You cannot use the data from hnews to understand the audience hnews is alienating. While I think you've overall been a very positive force here, and moderation has improved from what I remember some years ago, your link is not an adequate response to this issue.

You need to think more about the people who will never tell you what you're getting wrong, because they regard this whole place as too toxic to bother with.


I hear this from time to time but it's hard to know how to assess it. Sometimes it comes from people with strong ideological commitments; in that case the word "toxic" sometimes carries an ideological charge, and in that case it becomes difficult to disentangle how they personally feel on the site from how they feel it ought to be moderated ideologically. Those are different questions, but it's not always possible to discuss them as different questions. It gets complicated quickly—which doesn't mean we don't care. I don't want people to feel badly about HN.

There's another aspect too. In some tech subcultures it became fashionable to diss HN. For a while it was a sport on Twitter to pass around links to something awful someone ran across on HN and use words like "cesspool" and all that. People would unify around how much they abhorred it. This used to bother me, because typically the something-awful would actually have been moderated or flagged or banned here quite quickly, but people would pass around screenshots anyway and talk about it as if that was HN. It isn't a good-faith discussion; the conclusion is predetermined, no one corrects false statements even when they find out the truth, and so on.

Eventually this started bothering me less because it is simply the way subcultures work—when a larger entity becomes perceived as mainstream, subcultures differentiate themselves in opposition to it, and people bond around abhorring the opposed object. It's no different in music, say. That variety of criticism can't be satisfied because the abhorrence itself serves a valuable function, and it would be a category error to try.

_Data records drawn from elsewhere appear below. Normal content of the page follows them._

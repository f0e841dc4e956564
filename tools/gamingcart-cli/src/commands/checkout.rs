//! Checkout command.

use anyhow::Result;
use chrono::{DateTime, Local, Utc};
use gaming_commerce::prelude::OrderReceipt;

use crate::context::Context;

/// Run the checkout command.
pub fn run(ctx: &mut Context) -> Result<()> {
    let receipt = ctx.shop.checkout()?;

    if ctx.output.is_json() {
        ctx.output.json(&receipt);
        return Ok(());
    }

    ctx.output.success("Order placed");
    print_receipt(&receipt, ctx);
    Ok(())
}

fn print_receipt(receipt: &OrderReceipt, ctx: &Context) {
    ctx.output.header(&format!("Order {}", receipt.id));
    ctx.output.kv("Placed", &format_timestamp(receipt.placed_at));
    ctx.output.kv("Status", receipt.status.as_str());
    for item in &receipt.items {
        ctx.output.list_item(&format!(
            "{} × {} ({}) {}",
            item.quantity,
            item.product.name,
            item.variant.label(),
            item.line_total().display()
        ));
    }
    ctx.output.kv("Items", &receipt.total_items.to_string());
    ctx.output.kv("Total", &receipt.total.display());
}

fn format_timestamp(secs: i64) -> String {
    DateTime::<Utc>::from_timestamp(secs, 0)
        .map(|t| t.with_timezone(&Local).format("%Y-%m-%d %H:%M").to_string())
        .unwrap_or_else(|| secs.to_string())
}

#[cfg(test)]
mod tests {
    use super::*;

    #[test]
    fn test_format_timestamp() {
        assert_eq!(format_timestamp(i64::MAX), i64::MAX.to_string());
        assert_eq!(format_timestamp(0).len(), "1970-01-01 00:00".len());
    }
}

I'm not saying that these are the only two dynamics—on the contrary!—but they are factors that make this sort of criticism difficult to assess. Actually, the point you're making shows up often enough that it seems even to be a bit of a trope in certain circles. From that place it's not so easy to communicate further. The only thing I know that has much chance of working is a specific connection with a specific person around their specific experience. We're open to that and do it all the time.

p.s. Re "your link is not an adequate response to this issue" - sure, that link was just responding to what the GP (indirectly) said about Stallman threads on HN. One reason I replied on that narrow point is that there have been many mistaken claims about it. But there's another reason too: it's orders of magnitude easier to respond to narrow points than general ones. I spent over an hour writing this comment, and still I have to be paranoid about whether and how it may be open to misunderstanding. It's nearly impossible to have this sort of exchange in public—there just aren't the hours, and there's so much more downside than upside. Yet it's important to try anyway, sometimes, because otherwise we seem aloof and uncaring, which is also a dead end.


Just my two cents of feedback: amongst my friends and colleagues in industry, I'm one of the last people that still participates here. A few of them only participate to the minimum necessary to help their startup. The rest absolutely abhor this place, and that varies from people I'd describe as ranging from leftists to neoliberals.

There are many people who have been alienated by what the poster above is talking about, and unfortunately there is a very clear demographic slant in who is being alienated.